Detalhes bibliográficos
Ano de defesa: 2003
Autor(a) principal: Terada, Maysa
Orientador(a): Não Informado pela instituição
Banca de defesa: Não Informado pela instituição
Tipo de documento: Dissertação
Tipo de acesso: Acesso aberto
Idioma: por
Instituição de defesa: Biblioteca Digitais de Teses e Dissertações da USP
Programa de Pós-Graduação: Não Informado pela instituição
Departamento: Não Informado pela instituição
País: Não Informado pela instituição
Palavras-chave em Português:
Link de acesso: https://www.teses.usp.br/teses/disponiveis/3/3133/tde-09022026-101626/
Resumo: A fragilização de 475°C é um fenômeno muito comum, a que estão sujeitas a maioria das ferritas de aços inoxidáveis, sejam ferríticos ou dúplex, quando expostas na faixa de temperaturas de 300 a 550°C. Esta fragilização ocorre pela precipitação ou decomposição espinodal da ferrita desses aços nesta faixa de temperaturas e tem conseqüências muito negativas na ductilidade, na tenacidade e na resistência à corrosão do material.
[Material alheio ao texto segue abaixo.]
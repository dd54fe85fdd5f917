// SPDX-License-Identifier: BUSL-1.1
// Copyright (c) 2026 Alfred Jean LLC

//! The compute-service capability: one submission contract shared by
//! bare-metal, batch, cloud, and meta-scheduler services.

use gantry_core::{
    FailureCause, HostName, JobRef, MessagePayload, PayloadMap, ServiceName,
};
use gantry_kernel::{Commport, SimContext};
use indexmap::IndexMap;
use smol_str::SmolStr;
use std::rc::Rc;
use thiserror::Error;

#[derive(Debug, Clone, PartialEq, Error)]
pub enum ComputeError {
    #[error("bad service-specific argument {key:?}: {value:?}")]
    BadArgument { key: String, value: String },
    #[error(transparent)]
    Property(#[from] gantry_core::PropertyError),
    #[error(transparent)]
    Kernel(#[from] gantry_kernel::KernelError),
}

/// Service-specific arguments: the enumerated `-N`/`-c`/`-t`/`-service`
/// grammar plus per-action host bindings (`<action_name> -> host[:k]`).
#[derive(Debug, Clone, Default)]
pub struct ServiceArgs {
    values: IndexMap<SmolStr, SmolStr>,
}

impl ServiceArgs {
    pub fn new() -> Self {
        Self::default()
    }

    pub fn from_pairs<'a>(pairs: impl IntoIterator<Item = (&'a str, &'a str)>) -> Self {
        let mut args = Self::new();
        for (k, v) in pairs {
            args.values.insert(SmolStr::new(k), SmolStr::new(v));
        }
        args
    }

    pub fn set(mut self, key: &str, value: &str) -> Self {
        self.values.insert(SmolStr::new(key), SmolStr::new(value));
        self
    }

    pub fn is_empty(&self) -> bool {
        self.values.is_empty()
    }

    pub fn get(&self, key: &str) -> Option<&str> {
        self.values.get(key).map(SmolStr::as_str)
    }

    /// `-N`: number of compute nodes.
    pub fn num_nodes(&self) -> Result<Option<u32>, ComputeError> {
        self.parse_u32("-N")
    }

    /// `-c`: cores per node.
    pub fn cores_per_node(&self) -> Result<Option<u32>, ComputeError> {
        self.parse_u32("-c")
    }

    /// `-t`: walltime, minutes on the wire, seconds out.
    pub fn walltime_secs(&self) -> Result<Option<f64>, ComputeError> {
        match self.get("-t") {
            None => Ok(None),
            Some(v) => v
                .parse::<f64>()
                .map(|mins| Some(mins * 60.0))
                .map_err(|_| ComputeError::BadArgument {
                    key: "-t".into(),
                    value: v.to_string(),
                }),
        }
    }

    /// `-service`: named backing service (grid universe).
    pub fn service(&self) -> Option<&str> {
        self.get("-service")
    }

    /// Grid-universe jobs carry the full `-N`/`-c`/`-t`/`-service` set.
    pub fn is_grid_universe(&self) -> bool {
        ["-N", "-c", "-t", "-service"].iter().all(|k| self.values.contains_key(*k))
    }

    /// Per-action binding `host` or `host:k`.
    pub fn binding(&self, action_name: &str) -> Result<Option<HostBinding>, ComputeError> {
        let Some(v) = self.get(action_name) else { return Ok(None) };
        let (host, cores) = match v.split_once(':') {
            None => (v, None),
            Some((h, k)) => {
                let cores = k.parse::<u32>().map_err(|_| ComputeError::BadArgument {
                    key: action_name.to_string(),
                    value: v.to_string(),
                })?;
                (h, Some(cores))
            }
        };
        Ok(Some(HostBinding { host: HostName::new(host), cores }))
    }

    fn parse_u32(&self, key: &str) -> Result<Option<u32>, ComputeError> {
        match self.get(key) {
            None => Ok(None),
            Some(v) => v.parse().map(Some).map_err(|_| ComputeError::BadArgument {
                key: key.to_string(),
                value: v.to_string(),
            }),
        }
    }
}

#[derive(Debug, Clone, PartialEq)]
pub struct HostBinding {
    pub host: HostName,
    pub cores: Option<u32>,
}

/// User behaviour attached to a custom action at submission.
pub type CustomFuture = futures_util::future::LocalBoxFuture<'static, Result<(), FailureCause>>;
pub type CustomWork = Rc<dyn Fn(ExecutorEnv) -> CustomFuture>;

/// What a custom action's closure gets to work with. The sim layer adds
/// manager-creation helpers on top via an extension trait.
#[derive(Clone)]
pub struct ExecutorEnv {
    pub ctx: SimContext,
    pub hostname: HostName,
    pub physical_hostname: HostName,
}

/// A compound job on its way to a compute service.
#[derive(Clone)]
pub struct JobSubmission {
    pub job: JobRef,
    /// Where done/failed notifications go (usually a job manager's
    /// notification port).
    pub notify: Commport,
    pub args: ServiceArgs,
    /// Custom-action closures, keyed by action name.
    pub customs: IndexMap<SmolStr, CustomWork>,
    /// Pilot jobs expose a transient child service instead of running
    /// actions.
    pub pilot: bool,
}

impl std::fmt::Debug for JobSubmission {
    fn fmt(&self, f: &mut std::fmt::Formatter<'_>) -> std::fmt::Result {
        f.debug_struct("JobSubmission")
            .field("job", &self.job.borrow().name())
            .field("args", &self.args)
            .field("customs", &self.customs.keys().collect::<Vec<_>>())
            .field("pilot", &self.pilot)
            .finish()
    }
}

impl JobSubmission {
    pub fn new(job: JobRef, notify: Commport) -> Self {
        Self { job, notify, args: ServiceArgs::new(), customs: IndexMap::new(), pilot: false }
    }

    pub fn with_args(mut self, args: ServiceArgs) -> Self {
        self.args = args;
        self
    }
}

// --- protocol messages -------------------------------------------------

#[derive(Debug)]
pub struct JobSubmitRequest {
    pub reply_to: Commport,
    pub submission: JobSubmission,
}

#[derive(Debug)]
pub struct JobSubmitAnswer {
    pub result: Result<(), FailureCause>,
}

#[derive(Debug)]
pub struct JobTerminateRequest {
    pub reply_to: Commport,
    pub job: JobRef,
}

#[derive(Debug)]
pub struct JobTerminateAnswer {
    pub result: Result<(), FailureCause>,
}

/// Notification to the submitter: terminal job state reached.
#[derive(Debug)]
pub struct JobDoneNotification {
    pub job: JobRef,
    pub service: ServiceName,
}

#[derive(Debug)]
pub struct JobFailedNotification {
    pub job: JobRef,
    pub service: ServiceName,
    pub cause: FailureCause,
}

/// Pilot reservation came up; `child` takes submissions for the window.
#[derive(Debug)]
pub struct PilotStartedNotification {
    pub job: JobRef,
    pub child: Rc<crate::bare_metal::BareMetalComputeService>,
}

#[derive(Debug)]
pub struct PilotExpiredNotification {
    pub job: JobRef,
}

#[derive(Debug)]
pub struct ResourceInfoRequest {
    pub reply_to: Commport,
}

#[derive(Debug, Clone)]
pub struct ResourceInfoAnswer {
    /// `(host, idle cores, free ram)` per execution host.
    pub hosts: Vec<(HostName, u32, u64)>,
}

/// Everything a client needs to submit to a compute service.
#[derive(Debug, Clone)]
pub struct ComputeEndpoint {
    pub name: ServiceName,
    pub port: Commport,
    pub payloads: PayloadMap,
}

/// Submit a job and wait for the service's accept/reject answer.
pub async fn submit_job(
    ctx: &SimContext,
    ep: &ComputeEndpoint,
    submission: JobSubmission,
) -> Result<(), FailureCause> {
    let reply_to = ctx.create_commport("submit").map_err(FailureCause::from)?;
    ctx.put(
        &ep.port,
        JobSubmitRequest { reply_to: reply_to.clone(), submission },
        ep.payloads.get(MessagePayload::JobSubmitRequest),
    )
    .await
    .map_err(FailureCause::from)?;
    let answer = ctx.expect::<JobSubmitAnswer>(&reply_to).await.map_err(FailureCause::from)?;
    answer.result
}

/// Ask the service to kill a job it holds.
pub async fn terminate_job(
    ctx: &SimContext,
    ep: &ComputeEndpoint,
    job: &JobRef,
) -> Result<(), FailureCause> {
    let reply_to = ctx.create_commport("terminate").map_err(FailureCause::from)?;
    ctx.put(
        &ep.port,
        JobTerminateRequest { reply_to: reply_to.clone(), job: job.clone() },
        ep.payloads.get(MessagePayload::JobKillRequest),
    )
    .await
    .map_err(FailureCause::from)?;
    let answer =
        ctx.expect::<JobTerminateAnswer>(&reply_to).await.map_err(FailureCause::from)?;
    answer.result
}

/// Snapshot of idle resources.
pub async fn resource_info(
    ctx: &SimContext,
    ep: &ComputeEndpoint,
) -> Result<ResourceInfoAnswer, FailureCause> {
    let reply_to = ctx.create_commport("resources").map_err(FailureCause::from)?;
    ctx.put(
        &ep.port,
        ResourceInfoRequest { reply_to: reply_to.clone() },
        ep.payloads.get(MessagePayload::ResourceInfoRequest),
    )
    .await
    .map_err(FailureCause::from)?;
    ctx.expect::<ResourceInfoAnswer>(&reply_to).await.map_err(FailureCause::from)
}

#[cfg(test)]
#[path = "service_tests.rs"]
mod tests;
Embora este fenômeno seja conhecido há mais de 60 anos, muitas dúvidas ainda permanecem sobre o modo de precipitação e os mecanismos de deformação e de fratura. Na presente dissertação de mestrado foi estudada a fragilização de 475°C da ferrita em dois aços especiais: um aço inoxidável superferrítico e uma superliga à base de ferro. Foram utilizadas várias técnicas complementares de análise tais como microdureza Vickers, microscopia ótica, microscopia eletrônica de varredura e microscopia eletrônica de transmissão. O aumento no tempo de tratamento térmico a 475°C aumenta significativamente a dureza tanto do aço inoxidável superferrítico quanto da INCOLOY MA 956 além de influenciar na resistência à corrosão por pites. Além disso, quanto maior o teor de cromo presente maior será a dureza final atingida.O tipo de fratura do aço inoxidável superferrítico, que geralmente é dúctil passa a ter comportamento frágil em algumas regiões após 1 hora de tratamento térmico a 475°C. A fratura passa a ser predominantemente frágil após 512 horas.Nasuperliga INCOLOY MA 956, o tipo de fratura também apresenta comportamento frágil e dúctil após 1 hora de tratamento térmico a 475°C. Após 504 horas, o mecanismo de fratura predominante é a clivagem.